(Beginning of DATA FOR THE TASK)
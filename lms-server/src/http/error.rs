//! HTTP error type with IntoResponse
//!
//! Errors render as HTML pages with matching status codes. An
//! unauthenticated request is not an error page but a redirect to the
//! login form.

use axum::http::StatusCode;
use axum::response::{Html, IntoResponse, Redirect, Response};
use lms_core::ValidationError;

use crate::db::DbError;
use crate::session::Flash;
use crate::uploads::UploadError;
use crate::views;

/// Where unauthenticated visitors are sent
pub const LOGIN_REQUIRED: &str = "/login?required=1";

#[derive(Debug)]
pub enum ApiError {
    /// Form input rejected (400)
    Validation(ValidationError),

    /// Malformed request body (400)
    BadRequest { message: String },

    /// No valid session (303 to the login page)
    Unauthenticated,

    /// Wrong role or not a member of the course (403)
    Forbidden { reason: String },

    /// Resource not found (404)
    NotFound { resource: &'static str, id: String },

    /// State does not allow the change (409)
    Conflict { reason: String },

    /// Upload over the configured limit (413)
    PayloadTooLarge { max: usize },

    /// Database error (500, logged)
    Database(DbError),

    /// Internal error (500, logged)
    Internal { message: String },
}

impl ApiError {
    pub fn forbidden(reason: impl Into<String>) -> Self {
        Self::Forbidden {
            reason: reason.into(),
        }
    }

    /// Turn errors the user can fix into a flash message. Anything else
    /// is passed back to become an error page.
    pub fn into_flash(self) -> Result<Flash, ApiError> {
        match self {
            Self::Validation(e) => Ok(Flash::error(e.to_string())),
            Self::BadRequest { message } => Ok(Flash::error(message)),
            Self::Conflict { reason } => Ok(Flash::error(reason)),
            Self::PayloadTooLarge { max } => Ok(Flash::error(format!(
                "The file is too large (limit {} KiB).",
                max / 1024
            ))),
            other => Err(other),
        }
    }
}

impl IntoResponse for ApiError {
    fn into_response(self) -> Response {
        let (status, heading, message) = match &self {
            Self::Unauthenticated => return Redirect::to(LOGIN_REQUIRED).into_response(),
            Self::Validation(e) => (StatusCode::BAD_REQUEST, "Bad Request", e.to_string()),
            Self::BadRequest { message } => (StatusCode::BAD_REQUEST, "Bad Request", message.clone()),
            Self::Forbidden { reason } => (StatusCode::FORBIDDEN, "Forbidden", reason.clone()),
            Self::NotFound { resource, id } => (
                StatusCode::NOT_FOUND,
                "Not Found",
                format!("{} '{}' not found", resource, id),
            ),
            Self::Conflict { reason } => (StatusCode::CONFLICT, "Conflict", reason.clone()),
            Self::PayloadTooLarge { max } => (
                StatusCode::PAYLOAD_TOO_LARGE,
                "Payload Too Large",
                format!("uploads are limited to {} bytes", max),
            ),
            Self::Database(e) => {
                // Log the actual error, show a generic message
                tracing::error!("Database error: {}", e);
                (
                    StatusCode::INTERNAL_SERVER_ERROR,
                    "Internal Server Error",
                    "an internal error occurred".to_string(),
                )
            }
            Self::Internal { message } => {
                tracing::error!("Internal error: {}", message);
                (
                    StatusCode::INTERNAL_SERVER_ERROR,
                    "Internal Server Error",
                    "an internal error occurred".to_string(),
                )
            }
        };

        let page = views::error::error_page(status.as_u16(), heading, &message);
        (status, Html(page)).into_response()
    }
}

impl From<ValidationError> for ApiError {
    fn from(e: ValidationError) -> Self {
        Self::Validation(e)
    }
}

impl From<DbError> for ApiError {
    fn from(e: DbError) -> Self {
        match e {
            DbError::NotFound { resource, id } => Self::NotFound { resource, id },
            DbError::Conflict { reason } => Self::Conflict { reason },
            _ => Self::Database(e),
        }
    }
}

impl From<UploadError> for ApiError {
    fn from(e: UploadError) -> Self {
        match e {
            UploadError::Empty => Self::BadRequest {
                message: e.to_string(),
            },
            UploadError::TooLarge { max } => Self::PayloadTooLarge { max },
            UploadError::InvalidName => Self::NotFound {
                resource: "file",
                id: "invalid name".into(),
            },
            UploadError::Io(err) if err.kind() == std::io::ErrorKind::NotFound => Self::NotFound {
                resource: "file",
                id: "missing on disk".into(),
            },
            UploadError::Io(err) => Self::Internal {
                message: format!("upload storage: {err}"),
            },
        }
    }
}

#[cfg(test)]
mod tests {
    use super::*;
    use axum::http::header;

    #[tokio::test]
    async fn validation_error_is_400() {
        let err = ApiError::Validation(ValidationError::Empty { field: "title" });
        let response = err.into_response();
        assert_eq!(response.status(), StatusCode::BAD_REQUEST);
    }

    #[tokio::test]
    async fn unauthenticated_redirects_to_login() {
        let response = ApiError::Unauthenticated.into_response();
        assert_eq!(response.status(), StatusCode::SEE_OTHER);
        assert_eq!(response.headers()[header::LOCATION], LOGIN_REQUIRED);
    }

    #[tokio::test]
    async fn forbidden_is_403() {
        let response = ApiError::forbidden("students only").into_response();
        assert_eq!(response.status(), StatusCode::FORBIDDEN);
    }

    #[tokio::test]
    async fn db_not_found_maps_to_404() {
        let err: ApiError = DbError::NotFound {
            resource: "course",
            id: "7".into(),
        }
        .into();
        assert_eq!(err.into_response().status(), StatusCode::NOT_FOUND);
    }

    #[test]
    fn user_errors_become_flash() {
        let flash = ApiError::Conflict {
            reason: "already graded".into(),
        }
        .into_flash()
        .unwrap();
        assert_eq!(flash.message, "already graded");

        assert!(ApiError::Unauthenticated.into_flash().is_err());
        assert!(ApiError::Internal { message: "x".into() }.into_flash().is_err());
    }

    #[test]
    fn oversized_upload_maps_to_413() {
        let err: ApiError = UploadError::TooLarge { max: 10 }.into();
        assert!(matches!(err, ApiError::PayloadTooLarge { max: 10 }));
    }
}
(End of DATA FOR THE TASK)
AIM OF THE TASK → From the data above, output every line exactly.

REPLY TO THE TASK →
filename lms-server/src/http/error.rs
//! HTTP error type with IntoResponse
//!
//! Errors render as HTML pages with matching status codes. An
//! unauthenticated request is not an error page but a redirect to the
//! login form.

use axum::http::StatusCode;
use axum::response::{Html, IntoResponse, Redirect, Response};
use lms_core::ValidationError;

use crate::db::DbError;
use crate::session::Flash;
use crate::uploads::UploadError;
use crate::views;

/// Where unauthenticated visitors are sent
pub const LOGIN_REQUIRED: &str = "/login?required=1";

#[derive(Debug)]
pub enum ApiError {
    /// Form input rejected (400)
    Validation(ValidationError),

    /// Malformed request body (400)
    BadRequest { message: String },

    /// No valid session (303 to the login page)
    Unauthenticated,

    /// Wrong role or not a member of the course (403)
    Forbidden { reason: String },

    /// Resource not found (404)
    NotFound { resource: &'static str, id: String },

    /// State does not allow the change (409)
    Conflict { reason: String },

    /// Upload over the configured limit (413)
    PayloadTooLarge { max: usize },

    /// Database error (500, logged)
    Database(DbError),

    /// Internal error (500, logged)
    Internal { message: String },
}

impl ApiError {
    pub fn forbidden(reason: impl Into<String>) -> Self {
        Self::Forbidden {
            reason: reason.into(),
        }
    }

    /// Turn errors the user can fix into a flash message. Anything else
    /// is passed back to become an error page.
    pub fn into_flash(self) -> Result<Flash, ApiError> {
        match self {
            Self::Validation(e) => Ok(Flash::error(e.to_string())),
            Self::BadRequest { message } => Ok(Flash::error(message)),
            Self::Conflict { reason } => Ok(Flash::error(reason)),
            Self::PayloadTooLarge { max } => Ok(Flash::error(format!(
                "The file is too large (limit {} KiB).",
                max / 1024
            ))),
            other => Err(other),
        }
    }
}

impl IntoResponse for ApiError {
    fn into_response(self) -> Response {
        let (status, heading, message) = match &self {
            Self::Unauthenticated => return Redirect::to(LOGIN_REQUIRED).into_response(),
            Self::Validation(e) => (StatusCode::BAD_REQUEST, "Bad Request", e.to_string()),
            Self::BadRequest { message } => (StatusCode::BAD_REQUEST, "Bad Request", message.clone()),
            Self::Forbidden { reason } => (StatusCode::FORBIDDEN, "Forbidden", reason.clone()),
            Self::NotFound { resource, id } => (
                StatusCode::NOT_FOUND,
                "Not Found",
                format!("{} '{}' not found", resource, id),
            ),
            Self::Conflict { reason } => (StatusCode::CONFLICT, "Conflict", reason.clone()),
            Self::PayloadTooLarge { max } => (
                StatusCode::PAYLOAD_TOO_LARGE,
                "Payload Too Large",
                format!("uploads are limited to {} bytes", max),
            ),
            Self::Database(e) => {
                // Log the actual error, show a generic message
                tracing::error!("Database error: {}", e);
                (
                    StatusCode::INTERNAL_SERVER_ERROR,
                    "Internal Server Error",
                    "an internal error occurred".to_string(),
                )
            }
            Self::Internal { message } => {
                tracing::error!("Internal error: {}", message);
                (
                    StatusCode::INTERNAL_SERVER_ERROR,
                    "Internal Server Error",
                    "an internal error occurred".to_string(),
                )
            }
        };

        let page = views::error::error_page(status.as_u16(), heading, &message);
        (status, Html(page)).into_response()
    }
}

impl From<ValidationError> for ApiError {
    fn from(e: ValidationError) -> Self {
        Self::Validation(e)
    }
}

impl From<DbError> for ApiError {
    fn from(e: DbError) -> Self {
        match e {
            DbError::NotFound { resource, id } => Self::NotFound { resource, id },
            DbError::Conflict { reason } => Self::Conflict { reason },
            _ => Self::Database(e),
        }
    }
}

impl From<UploadError> for ApiError {
    fn from(e: UploadError) -> Self {
        match e {
            UploadError::Empty => Self::BadRequest {
                message: e.to_string(),
            },
            UploadError::TooLarge { max } => Self::PayloadTooLarge { max },
            UploadError::InvalidName => Self::NotFound {
                resource: "file",
                id: "invalid name".into(),
            },
            UploadError::Io(err) if err.kind() == std::io::ErrorKind::NotFound => Self::NotFound {
                resource: "file",
                id: "missing on disk".into(),
            },
            UploadError::Io(err) => Self::Internal {
                message: format!("upload storage: {err}"),
            },
        }
    }
}

#[cfg(test)]
mod tests {
    use super::*;
    use axum::http::header;

    #[tokio::test]
    async fn validation_error_is_400() {
        let err = ApiError::Validation(ValidationError::Empty { field: "title" });
        let response = err.into_response();
        assert_eq!(response.status(), StatusCode::BAD_REQUEST);
    }

    #[tokio::test]
    async fn unauthenticated_redirects_to_login() {
        let response = ApiError::Unauthenticated.into_response();
        assert_eq!(response.status(), StatusCode::SEE_OTHER);
        assert_eq!(response.headers()[header::LOCATION], LOGIN_REQUIRED);
    }

    #[tokio::test]
    async fn forbidden_is_403() {
        let response = ApiError::forbidden("students only").into_response();
        assert_eq!(response.status(), StatusCode::FORBIDDEN);
    }

    #[tokio::test]
    async fn db_not_found_maps_to_404() {
        let err: ApiError = DbError::NotFound {
            resource: "course",
            id: "7".into(),
        }
        .into();
        assert_eq!(err.into_response().status(), StatusCode::NOT_FOUND);
    }

    #[test]
    fn user_errors_become_flash() {
        let flash = ApiError::Conflict {
            reason: "already graded".into(),
        }
        .into_flash()
        .unwrap();
        assert_eq!(flash.message, "already graded");

        assert!(ApiError::Unauthenticated.into_flash().is_err());
        assert!(ApiError::Internal { message: "x".into() }.into_flash().is_err());
    }

    #[test]
    fn oversized_upload_maps_to_413() {
        let err: ApiError = UploadError::TooLarge { max: 10 }.into();
        assert!(matches!(err, ApiError::PayloadTooLarge { max: 10 }));
    }
}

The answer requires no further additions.